She was going to need it.

“WHAT THE HELL IS GOING ON?” Dan hissed, eight hours later. He’d dragged her into the kitchen, promising the others tea, and closed the door behind them. “Why is Dr. Margo making Lego towers with Harry in our living room? Who’s that bloke dressed up like the Invisible Man in the corner? Why’s the hallway mirror covered with a pillowcase? And damn it, why didn’t you warn me about any of this before I got home? If I’d known social services was visiting, I wouldn’t have been carrying a case of cider when I walked through the door. Now they probably think we’re alcoholics!”

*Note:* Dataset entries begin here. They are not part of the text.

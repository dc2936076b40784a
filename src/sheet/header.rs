//! Column label to position mapping built from a sheet's header row

use std::collections::HashMap;

/// Maps each header label to its column position.
///
/// Duplicate labels are renamed `"<label> 2"`, `"<label> 3"`, ... (first
/// unused suffix), so every column stays addressable.
#[derive(Debug, Clone, Default)]
pub struct HeaderIndex {
    positions: HashMap<String, usize>,
    /// Label of each column, in column order
    labels: Vec<String>,
}

impl HeaderIndex {
    /// Build the index from raw header cell texts, left to right.
    pub fn build<I, S>(header_row: I) -> Self
    where
        I: IntoIterator<Item = S>,
        S: AsRef<str>,
    {
        let mut index = Self::default();

        for (column, raw) in header_row.into_iter().enumerate() {
            let base = raw.as_ref().trim();
            let mut label = base.to_string();
            if index.positions.contains_key(&label) {
                let mut suffix = 2;
                while index.positions.contains_key(&format!("{} {}", base, suffix)) {
                    suffix += 1;
                }
                label = format!("{} {}", base, suffix);
            }
            index.positions.insert(label.clone(), column);
            index.labels.push(label);
        }

        index
    }

    /// Column position of an exact label
    pub fn get(&self, label: &str) -> Option<usize> {
        self.positions.get(label).copied()
    }

    /// Column position of the first alias that resolves.
    ///
    /// Exact matches are tried for every alias before falling back to a
    /// folded comparison (see [`fold_label`]).
    pub fn resolve(&self, aliases: &[&str]) -> Option<usize> {
        if let Some(column) = aliases.iter().find_map(|alias| self.get(alias)) {
            return Some(column);
        }

        let folded: Vec<String> = aliases.iter().map(|a| fold_label(a)).collect();
        self.labels
            .iter()
            .position(|label| {
                let label = fold_label(label);
                folded.iter().any(|alias| *alias == label)
            })
    }

    /// Leftmost column with a non-empty label
    pub fn first_labelled_column(&self) -> Option<usize> {
        self.labels.iter().position(|label| !label.trim().is_empty())
    }

    /// Labels in column order, after disambiguation
    pub fn labels(&self) -> &[String] {
        &self.labels
    }

    pub fn len(&self) -> usize {
        self.labels.len()
    }

    pub fn is_empty(&self) -> bool {
        self.labels.is_empty()
    }
}

/// Normalize a header label for tolerant comparison.
///
/// Unifies the cedilla and comma-below forms of Romanian `ş`/`ţ`, lowercases,
/// and collapses whitespace.
pub fn fold_label(label: &str) -> String {
    let unified: String = label
        .chars()
        .map(|c| match c {
            'Ş' | 'Ș' | 'ş' | 'ș' => 'ș',
            'Ţ' | 'Ț' | 'ţ' | 'ț' => 'ț',
            other => other,
        })
        .collect();

    unified
        .split_whitespace()
        .collect::<Vec<_>>()
        .join(" ")
        .to_lowercase()
}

“I couldn’t help it.” Elizabeth pushed the kitchen door back open so that she could hear Harry’s piping voice. Reassuringly (under the circumstances), he was cackling with manic glee. She heard the telltale crashes of Dr. Margo’s Lego towers being bashed over by his newest inventions: giant multi-coloured Lego frogs of doom. She dreaded to think how much space one of those might take up in the bedroom at night. For once, though, sleep was the least of her concerns.

“They’ve been here all day,” she whispered. “I thought about trying to ring you from the toilet, but Dr. Margo looked at me like I was a pervert when I said I wanted to take Harry in with me, and I didn’t want to leave him alone with them while I went. I’m bursting now, though, so if you could just keep an eye on the situation for a moment—”

“First, tell me.” Dan clamped his hand around her arm. “Harry had an accident, didn’t he? How bad was it? One of his dreams must have spilled over. Or he had one in the daytime. Or—did the neighbours see something and complain? For God’s sake, when you think how many times their dogs have kept us up—”

His voice was rising. Elizabeth pressed her free hand against his mouth to stop him.

“It’s not the neighbours,” she hissed. “It’s the government.”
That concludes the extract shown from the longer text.